> _What is needed_: From the records below, transcribe exactly the lines that begin at the line with "OMDb config file." and end at the line with "let read_line = |name: &str, default: Option<&str>|", both included.
::: Input data :::
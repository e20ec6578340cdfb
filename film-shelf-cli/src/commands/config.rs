use owo_colors::OwoColorize;
use owo_colors::Stream::Stdout;

use film_shelf_lib::settings;
use film_shelf_omdb::{ConfigSource, DEFAULT_ENDPOINT, DEFAULT_TIMEOUT_SECS, OmdbConfig};

use crate::CliError;
use crate::console::prompt;

fn mask_value(s: &str) -> String {
    if s.chars().count() <= 2 {
        "****".to_string()
    } else {
        format!("{}****", s.chars().take(2).collect::<String>())
    }
}

/// Show current settings and their sources.
pub(crate) fn run_config_show() -> Result<(), CliError> {
    let path = film_shelf_omdb::config_path();
    let sources = film_shelf_omdb::config_sources();

    log::info!(
        "{}",
        "OMDb Configuration".if_supports_color(Stdout, |t| t.bold()),
    );
    crate::log_blank();

    match &path {
        Some(p) if p.exists() => {
            log::info!(
                "  Config file: {} {}",
                p.display().if_supports_color(Stdout, |t| t.cyan()),
                "(exists)".if_supports_color(Stdout, |t| t.green()),
            );
        }
        Some(p) => {
            log::info!(
                "  Config file: {} {}",
                p.display().if_supports_color(Stdout, |t| t.cyan()),
                "(not found)".if_supports_color(Stdout, |t| t.dimmed()),
            );
        }
        None => {
            log::info!(
                "  Config file: {}",
                "could not determine path".if_supports_color(Stdout, |t| t.red()),
            );
        }
    }
    crate::log_blank();

    let config = OmdbConfig::load()?;
    let fields: [(&str, &ConfigSource, Option<String>); 3] = [
        ("endpoint", &sources.endpoint, Some(config.endpoint.clone())),
        (
            "api_key",
            &sources.api_key,
            config.api_key.as_deref().map(mask_value),
        ),
        (
            "timeout_secs",
            &sources.timeout_secs,
            Some(config.timeout_secs.to_string()),
        ),
    ];

    for (name, source, value) in &fields {
        let source_str = format!("({})", source);
        match value {
            Some(v) => {
                log::info!(
                    "  {} {} {}",
                    format!("{}:", name).if_supports_color(Stdout, |t| t.cyan()),
                    v,
                    source_str.if_supports_color(Stdout, |t| t.dimmed()),
                );
            }
            None => {
                log::info!(
                    "  {} {} {}",
                    format!("{}:", name).if_supports_color(Stdout, |t| t.cyan()),
                    "not set".if_supports_color(Stdout, |t| t.yellow()),
                    source_str.if_supports_color(Stdout, |t| t.dimmed()),
                );
            }
        }
    }

    crate::log_blank();
    log::info!("{}", "Settings".if_supports_color(Stdout, |t| t.bold()));
    crate::log_blank();
    log::info!(
        "  Settings file: {}",
        settings::settings_path()
            .display()
            .if_supports_color(Stdout, |t| t.cyan()),
    );
    let last = settings::load_last_directory();
    if last.is_empty() {
        log::info!(
            "  {} {}",
            "last_directory:".if_supports_color(Stdout, |t| t.cyan()),
            "not set".if_supports_color(Stdout, |t| t.yellow()),
        );
    } else {
        log::info!(
            "  {} {}",
            "last_directory:".if_supports_color(Stdout, |t| t.cyan()),
            last,
        );
    }

    Ok(())
}

/// Interactively write the OMDb config file.
pub(crate) fn run_config_setup() -> Result<(), CliError> {
    println!(
        "{}",
        "OMDb Setup".if_supports_color(Stdout, |t| t.bold()),
    );
    println!();

    // Existing values become the defaults; a broken env value shouldn't
    // block rewriting the file.
    let existing = OmdbConfig::load().unwrap_or_default();

    let read_line = |name: &str, default: Option<&str>| -> Option<String> {
        let question = match default {
            Some(def) => format!("  {} [{}]: ", name, def),
            None => format!("  {}: ", name),
        };
        match prompt(&question) {
            Some(answer) if !answer.is_empty() => Some(answer),
            _ => default.map(str::to_string),
        }
    };

    println!(
        "  {}",
        "Get a free key at https://www.omdbapi.com/apikey.aspx (press Enter to keep the current value)"
            .if_supports_color(Stdout, |t| t.dimmed()),
    );
    let api_key = read_line("api_key", existing.api_key.as_deref());
    let endpoint = read_line("endpoint", Some(existing.endpoint.as_str()))
        .unwrap_or_else(|| DEFAULT_ENDPOINT.to_string());
    let timeout_default = existing.timeout_secs.to_string();
    let timeout_secs = match read_line("timeout_secs", Some(timeout_default.as_str())) {
        Some(raw) => raw.parse().map_err(|_| {
            CliError::config(format!("timeout_secs must be a whole number, got {:?}", raw))
        })?,
        None => DEFAULT_TIMEOUT_SECS,
    };

    let config = OmdbConfig {
        endpoint,
        api_key,
        timeout_secs,
    };

    let path = film_shelf_omdb::save_to_file(&config)
        .map_err(|e| CliError::config(format!("Failed to save config: {}", e)))?;

    println!();
    log::info!(
        "{} Config saved to {}",
        "\u{2714}".if_supports_color(Stdout, |t| t.green()),
        path.display().if_supports_color(Stdout, |t| t.cyan()),
    );

    Ok(())
}

/// Print the config file path.
pub(crate) fn run_config_path() -> Result<(), CliError> {
    match film_shelf_omdb::config_path() {
        Some(path) => log::info!("{}", path.display()),
        None => {
            return Err(CliError::config("Could not determine config directory"));
        }
    }

    Ok(())
}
:::
> _Problem solution_:
/// Interactively write the OMDb config file.
pub(crate) fn run_config_setup() -> Result<(), CliError> {
    println!(
        "{}",
        "OMDb Setup".if_supports_color(Stdout, |t| t.bold()),
    );
    println!();

    // Existing values become the defaults; a broken env value shouldn't
    // block rewriting the file.
    let existing = OmdbConfig::load().unwrap_or_default();

    let read_line = |name: &str, default: Option<&str>| -> Option<String> {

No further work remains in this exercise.